Bumrah credits Malinga for polishing his yorker skills. “I used to play a lot of tennis-ball cricket and over there I only used to bowl yorkers, you can’t bowl length in tennis ball cricket. Once I came to IPL, Malinga taught me how to bowl it on a regular basis and also how to use it to my advantage,” reveals Bumrah. “Like Malinga, I used to try bowling yorkers to a pair of shoes; not necessarily just shoes, I used to keep a mark and try to hit that spot while bowling.”
Bumrah has successfully been able to implement his skills and learning in the international arena, where the captain looks no further than him when it comes to death bowling. “I used to bowl a lot in the death overs for Gujarat and Mumbai Indians, so now I enjoy bowling at the death overs for any team that I play. So, there is no such added pressure.”
There is no doubt that the yorker, the bouncer and other variations work for him in the shorter formats, and his unorthodox action only adds to that advantage. Ricky Ponting, the former Australia captain and current Mumbai Indians coach, and a few other cricketers have already called for his inclusion in the Test squad. Subroto Banerjee, the former Indian fast bowler, believes Bumrah has got the required skills to succeed in Test cricket, but feels he has to master the skill of being patient to get wickets in longer formats.
“It’s important for him to have control over length. He should have a plan for every batsman and be patient about the result. He must try to understand a batsmen’s mind.

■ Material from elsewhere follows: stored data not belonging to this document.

//! Persistent fingerprint index.
//!
//! This module provides the durable store behind every other component:
//! a SQLite table mapping each absolute path to its content fingerprint,
//! size and timestamps, with a secondary index on the fingerprint column.
//!
//! # Architecture
//!
//! * [`database`]: Connection handling, schema management and queries.
//! * [`record`]: The [`FileRecord`] model and timestamp encoding.
//!
//! # Consistency
//!
//! The path column is `UNIQUE`, so a path has at most one record. Duplicate
//! groups are always derived from committed rows with SQL; nothing is
//! cached in memory between calls.

pub mod database;
pub mod record;

pub use database::{FileIndex, IndexError, IndexResult, UpsertOutcome, SCHEMA_VERSION};
pub use record::FileRecord;
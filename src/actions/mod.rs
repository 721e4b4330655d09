//! File actions module.
//!
//! Actions consume [`DuplicateGroup`](crate::duplicates::DuplicateGroup)
//! values and change the filesystem. The only action is deletion of
//! duplicates; see [`delete`].

pub mod delete;

pub use delete::{delete_duplicates, DeleteConfig, DeleteError, DeleteMode, DeleteSummary};
//! Logging setup on top of `log` and `env_logger`.
//!
//! The level comes from, in priority order:
//!
//! 1. `RUST_LOG`, when set
//! 2. `--quiet` (errors only) or `--verbose` (`-v` debug, `-vv` trace)
//! 3. Info
//!
//! # Build-specific Formatting
//!
//! - **Debug builds**: timestamp and level, plus the module path from `-v` up
//! - **Release builds**: level and message only
//!
//! # Example
//!
//! ```rust,no_run
//! use dupindex::logging::init_logging;
//!
//! // Info level, or whatever RUST_LOG says
//! init_logging(0, false);
//!
//! // `-vv`: trace level
//! init_logging(2, false);
//! ```

use std::env;
use std::io::Write;

use env_logger::Builder;
use log::LevelFilter;

/// Initialize logging from the CLI verbosity flags.
///
/// Calling it a second time is harmless; the first logger stays. Tests
/// and repeated `run_app` calls in one process rely on that.
///
/// # Arguments
///
/// * `verbose` - Verbosity count from the CLI (0=info, 1=debug, 2+=trace)
/// * `quiet` - Errors only; ignored when `RUST_LOG` is set
pub fn init_logging(verbose: u8, quiet: bool) {
    let from_env = env::var_os("RUST_LOG").is_some();
    let level = determine_level(verbose, quiet);

    let mut builder = Builder::new();
    if from_env {
        builder.parse_default_env();
    } else {
        builder.filter_level(level);
    }
    configure_format(&mut builder, verbose);

    if builder.try_init().is_err() {
        return;
    }
    if from_env {
        log::debug!("Log level taken from RUST_LOG");
    } else {
        log::debug!("Logging initialized at level {:?}", level);
    }
}

fn determine_level(verbose: u8, quiet: bool) -> LevelFilter {
    if quiet {
        return LevelFilter::Error;
    }
    match verbose {
        0 => LevelFilter::Info,
        1 => LevelFilter::Debug,
        _ => LevelFilter::Trace,
    }
}

fn configure_format(builder: &mut Builder, verbose: u8) {
    #[cfg(debug_assertions)]
    builder.format(move |buf, record| {
        let level = record.level();
        let style = buf.default_level_style(level);
        let timestamp = buf.timestamp_seconds();
        if verbose >= 1 {
            writeln!(
                buf,
                "{} {style}{:<5}{style:#} [{}] {}",
                timestamp,
                level,
                record.module_path().unwrap_or("unknown"),
                record.args()
            )
        } else {
            writeln!(buf, "{} {style}{:<5}{style:#} {}", timestamp, level, record.args())
        }
    });

    #[cfg(not(debug_assertions))]
    {
        let _ = verbose;
        builder.format(|buf, record| {
            let level = record.level();
            let style = buf.default_level_style(level);
            writeln!(buf, "{style}{:<5}{style:#} {}", level, record.args())
        });
    }
}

All this will be important for him to succeed in Test cricket,” he said. “Yes, he has done well in first-class matches but Test cricket is bit different, the quality of batsmen you bowl to is different, but given time, he will surely improve.”
Players like Malinga, Shivnarine Chanderpaul and Virender Sehwag have proved that you can be successful in international circuit with unorthodox ingredients. “People have only seen me bowling in shorter formats but I have also played Ranji matches and first-class cricket, and done well there,” points out Bumrah. “I do know how Test cricket works. I know I have to be patient and I think I can adapt to all formats.
“I will try to implement all the things that I have learnt till now in Test cricket. Then I can show everyone what I can do,” he said. “My action won’t play a bigger role in Test cricket, it’s more about bowling the right line and length for longer periods. My unconventional action will only help me for a shorter period, so it’s important for me to be consistent to have a long run.”
Bumrah will improve with time, but he knows that to excel in Test cricket, there is plenty of work ahead of him. Until then, we can sit back and watch him achieve success in the shorter formats.